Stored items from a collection
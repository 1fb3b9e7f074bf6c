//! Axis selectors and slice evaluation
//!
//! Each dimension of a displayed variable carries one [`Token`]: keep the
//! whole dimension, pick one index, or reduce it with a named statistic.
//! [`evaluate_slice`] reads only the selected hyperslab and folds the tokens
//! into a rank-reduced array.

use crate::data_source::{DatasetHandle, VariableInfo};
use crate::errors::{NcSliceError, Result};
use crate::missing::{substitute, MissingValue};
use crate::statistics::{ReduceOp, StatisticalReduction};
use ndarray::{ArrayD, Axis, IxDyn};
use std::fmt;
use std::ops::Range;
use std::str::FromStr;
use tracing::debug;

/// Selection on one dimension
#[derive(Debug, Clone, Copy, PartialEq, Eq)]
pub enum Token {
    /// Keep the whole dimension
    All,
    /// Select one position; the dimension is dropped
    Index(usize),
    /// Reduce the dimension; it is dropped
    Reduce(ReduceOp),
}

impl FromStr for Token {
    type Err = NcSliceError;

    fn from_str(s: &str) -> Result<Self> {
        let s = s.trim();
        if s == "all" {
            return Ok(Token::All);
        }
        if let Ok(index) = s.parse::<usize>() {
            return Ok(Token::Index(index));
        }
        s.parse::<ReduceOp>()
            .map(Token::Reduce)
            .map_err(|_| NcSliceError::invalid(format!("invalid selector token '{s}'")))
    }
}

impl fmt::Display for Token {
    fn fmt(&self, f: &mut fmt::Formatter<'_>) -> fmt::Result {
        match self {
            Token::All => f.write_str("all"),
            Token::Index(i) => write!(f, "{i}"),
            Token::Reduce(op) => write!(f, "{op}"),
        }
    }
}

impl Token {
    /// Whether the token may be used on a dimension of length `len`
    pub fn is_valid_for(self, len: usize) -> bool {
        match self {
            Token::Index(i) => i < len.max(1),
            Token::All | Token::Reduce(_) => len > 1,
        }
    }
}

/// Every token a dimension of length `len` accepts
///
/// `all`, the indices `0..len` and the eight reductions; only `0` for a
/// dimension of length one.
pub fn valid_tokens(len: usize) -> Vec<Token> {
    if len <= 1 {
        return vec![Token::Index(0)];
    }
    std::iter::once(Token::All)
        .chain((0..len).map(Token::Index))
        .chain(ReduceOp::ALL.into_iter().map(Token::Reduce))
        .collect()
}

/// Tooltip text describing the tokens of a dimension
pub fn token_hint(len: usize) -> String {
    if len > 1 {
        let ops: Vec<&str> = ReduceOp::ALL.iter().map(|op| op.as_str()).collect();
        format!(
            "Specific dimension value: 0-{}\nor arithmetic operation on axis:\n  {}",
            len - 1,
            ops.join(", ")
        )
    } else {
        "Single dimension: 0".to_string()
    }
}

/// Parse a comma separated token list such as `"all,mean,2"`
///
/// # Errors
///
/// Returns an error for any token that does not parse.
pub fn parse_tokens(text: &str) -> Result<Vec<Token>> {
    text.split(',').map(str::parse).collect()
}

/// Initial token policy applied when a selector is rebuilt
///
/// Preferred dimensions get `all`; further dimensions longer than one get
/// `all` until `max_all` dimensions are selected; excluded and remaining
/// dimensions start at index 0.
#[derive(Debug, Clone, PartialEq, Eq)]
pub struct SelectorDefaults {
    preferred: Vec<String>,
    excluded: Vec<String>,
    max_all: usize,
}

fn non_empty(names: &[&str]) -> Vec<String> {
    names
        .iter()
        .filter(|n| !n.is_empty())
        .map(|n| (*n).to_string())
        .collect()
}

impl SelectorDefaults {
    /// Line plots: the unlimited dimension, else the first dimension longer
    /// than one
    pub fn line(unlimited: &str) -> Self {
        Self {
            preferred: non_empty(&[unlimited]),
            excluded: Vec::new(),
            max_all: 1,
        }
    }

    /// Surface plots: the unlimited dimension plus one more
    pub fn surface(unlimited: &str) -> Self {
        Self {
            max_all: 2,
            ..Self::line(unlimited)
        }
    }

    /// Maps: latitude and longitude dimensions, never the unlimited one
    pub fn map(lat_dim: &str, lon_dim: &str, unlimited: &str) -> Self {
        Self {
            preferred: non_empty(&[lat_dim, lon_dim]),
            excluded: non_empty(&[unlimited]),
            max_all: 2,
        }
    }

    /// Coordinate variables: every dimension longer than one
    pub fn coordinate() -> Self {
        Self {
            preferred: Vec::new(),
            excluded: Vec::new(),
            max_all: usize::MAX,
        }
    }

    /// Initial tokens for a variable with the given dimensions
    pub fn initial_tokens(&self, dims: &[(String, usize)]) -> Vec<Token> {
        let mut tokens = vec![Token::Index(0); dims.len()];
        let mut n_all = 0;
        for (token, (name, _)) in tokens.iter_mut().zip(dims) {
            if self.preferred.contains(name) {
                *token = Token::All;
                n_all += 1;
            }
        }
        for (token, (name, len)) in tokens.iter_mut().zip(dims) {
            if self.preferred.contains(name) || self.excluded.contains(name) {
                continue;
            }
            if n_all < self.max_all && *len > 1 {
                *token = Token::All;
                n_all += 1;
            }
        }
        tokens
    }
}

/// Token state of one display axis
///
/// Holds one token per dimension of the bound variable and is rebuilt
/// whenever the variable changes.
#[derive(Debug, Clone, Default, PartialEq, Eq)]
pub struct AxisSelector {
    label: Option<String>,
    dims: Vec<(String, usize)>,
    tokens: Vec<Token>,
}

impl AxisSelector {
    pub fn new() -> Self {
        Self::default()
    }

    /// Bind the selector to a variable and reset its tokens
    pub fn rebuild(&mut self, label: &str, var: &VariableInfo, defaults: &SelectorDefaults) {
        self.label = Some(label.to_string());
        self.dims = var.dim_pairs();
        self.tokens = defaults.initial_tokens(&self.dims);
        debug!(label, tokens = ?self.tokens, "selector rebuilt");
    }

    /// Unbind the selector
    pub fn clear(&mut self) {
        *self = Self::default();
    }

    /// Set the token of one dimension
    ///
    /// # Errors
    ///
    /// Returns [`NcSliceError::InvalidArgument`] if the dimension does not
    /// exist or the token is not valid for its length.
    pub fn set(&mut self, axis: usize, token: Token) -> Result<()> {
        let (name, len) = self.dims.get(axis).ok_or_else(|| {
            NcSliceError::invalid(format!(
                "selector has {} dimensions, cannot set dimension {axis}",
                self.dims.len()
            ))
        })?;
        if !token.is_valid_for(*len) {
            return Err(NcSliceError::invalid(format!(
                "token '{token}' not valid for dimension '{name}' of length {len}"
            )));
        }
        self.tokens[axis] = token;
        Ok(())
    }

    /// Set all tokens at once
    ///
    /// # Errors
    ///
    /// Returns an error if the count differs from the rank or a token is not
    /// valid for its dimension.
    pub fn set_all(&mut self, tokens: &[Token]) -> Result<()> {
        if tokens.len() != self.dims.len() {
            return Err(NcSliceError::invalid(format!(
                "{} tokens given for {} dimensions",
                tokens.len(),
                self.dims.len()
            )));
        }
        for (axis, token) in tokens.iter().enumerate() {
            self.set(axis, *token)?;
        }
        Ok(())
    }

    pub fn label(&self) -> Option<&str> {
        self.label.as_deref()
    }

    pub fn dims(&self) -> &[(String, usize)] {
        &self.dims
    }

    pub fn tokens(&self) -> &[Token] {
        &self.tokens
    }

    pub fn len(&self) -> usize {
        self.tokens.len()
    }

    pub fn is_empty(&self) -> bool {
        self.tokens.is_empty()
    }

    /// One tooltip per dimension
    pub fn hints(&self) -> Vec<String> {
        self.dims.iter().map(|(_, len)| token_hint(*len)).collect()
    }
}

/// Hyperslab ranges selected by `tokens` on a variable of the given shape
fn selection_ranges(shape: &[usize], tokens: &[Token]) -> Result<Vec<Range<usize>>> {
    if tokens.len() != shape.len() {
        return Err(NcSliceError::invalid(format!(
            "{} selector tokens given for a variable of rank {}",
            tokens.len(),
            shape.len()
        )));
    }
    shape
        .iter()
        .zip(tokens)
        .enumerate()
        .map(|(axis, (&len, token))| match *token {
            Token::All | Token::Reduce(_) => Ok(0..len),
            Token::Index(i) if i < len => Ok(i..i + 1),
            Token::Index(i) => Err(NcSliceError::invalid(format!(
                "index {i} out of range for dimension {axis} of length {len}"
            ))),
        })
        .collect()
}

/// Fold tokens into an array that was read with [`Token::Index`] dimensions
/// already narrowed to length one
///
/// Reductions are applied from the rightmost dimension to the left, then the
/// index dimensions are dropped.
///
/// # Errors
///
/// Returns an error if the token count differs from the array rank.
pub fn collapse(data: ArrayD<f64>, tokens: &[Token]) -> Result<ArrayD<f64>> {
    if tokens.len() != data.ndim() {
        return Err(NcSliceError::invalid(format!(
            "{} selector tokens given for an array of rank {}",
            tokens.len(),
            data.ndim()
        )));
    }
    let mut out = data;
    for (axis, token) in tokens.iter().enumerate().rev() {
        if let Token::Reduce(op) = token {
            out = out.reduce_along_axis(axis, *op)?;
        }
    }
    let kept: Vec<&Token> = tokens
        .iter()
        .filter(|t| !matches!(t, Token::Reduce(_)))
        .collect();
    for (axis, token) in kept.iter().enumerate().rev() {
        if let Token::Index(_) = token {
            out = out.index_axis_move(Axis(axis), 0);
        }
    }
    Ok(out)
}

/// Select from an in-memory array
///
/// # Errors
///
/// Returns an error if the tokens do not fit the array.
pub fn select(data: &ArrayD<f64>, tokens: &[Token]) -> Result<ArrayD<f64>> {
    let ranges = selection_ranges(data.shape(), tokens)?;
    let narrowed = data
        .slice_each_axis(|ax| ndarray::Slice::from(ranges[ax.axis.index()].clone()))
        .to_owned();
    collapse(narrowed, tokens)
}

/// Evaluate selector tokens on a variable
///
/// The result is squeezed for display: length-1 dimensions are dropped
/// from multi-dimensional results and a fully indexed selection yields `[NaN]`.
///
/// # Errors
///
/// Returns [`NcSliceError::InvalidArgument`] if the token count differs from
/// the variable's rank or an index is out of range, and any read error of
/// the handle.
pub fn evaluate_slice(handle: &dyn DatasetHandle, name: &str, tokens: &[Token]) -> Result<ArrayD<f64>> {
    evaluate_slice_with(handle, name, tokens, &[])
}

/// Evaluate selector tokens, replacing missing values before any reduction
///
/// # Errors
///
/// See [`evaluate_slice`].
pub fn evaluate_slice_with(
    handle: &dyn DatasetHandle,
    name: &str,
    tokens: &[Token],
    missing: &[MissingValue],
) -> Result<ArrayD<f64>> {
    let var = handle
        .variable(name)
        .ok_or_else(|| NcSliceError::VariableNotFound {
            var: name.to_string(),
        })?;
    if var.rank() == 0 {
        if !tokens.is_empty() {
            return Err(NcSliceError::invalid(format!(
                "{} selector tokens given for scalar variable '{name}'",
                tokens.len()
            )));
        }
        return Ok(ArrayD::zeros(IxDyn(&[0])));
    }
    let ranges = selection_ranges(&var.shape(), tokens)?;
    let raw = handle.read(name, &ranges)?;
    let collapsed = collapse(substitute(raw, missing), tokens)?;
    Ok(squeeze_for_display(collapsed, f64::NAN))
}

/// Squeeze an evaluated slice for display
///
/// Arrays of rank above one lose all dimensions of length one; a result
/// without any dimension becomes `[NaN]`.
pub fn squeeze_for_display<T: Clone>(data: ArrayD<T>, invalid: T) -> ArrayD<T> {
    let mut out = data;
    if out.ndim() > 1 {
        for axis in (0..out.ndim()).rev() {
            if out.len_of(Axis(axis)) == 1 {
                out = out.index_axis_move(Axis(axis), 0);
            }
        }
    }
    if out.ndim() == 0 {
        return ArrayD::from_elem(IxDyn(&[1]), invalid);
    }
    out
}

What needs to be done. What is needed is an exact copy of the lines above, from the one containing "pub fn token_hint(len: usize)" through the one containing "does not parse.", with nothing added.

Response box.
pub fn token_hint(len: usize) -> String {
    if len > 1 {
        let ops: Vec<&str> = ReduceOp::ALL.iter().map(|op| op.as_str()).collect();
        format!(
            "Specific dimension value: 0-{}\nor arithmetic operation on axis:\n  {}",
            len - 1,
            ops.join(", ")
        )
    } else {
        "Single dimension: 0".to_string()
    }
}

/// Parse a comma separated token list such as `"all,mean,2"`
///
/// # Errors
///
/// Returns an error for any token that does not parse.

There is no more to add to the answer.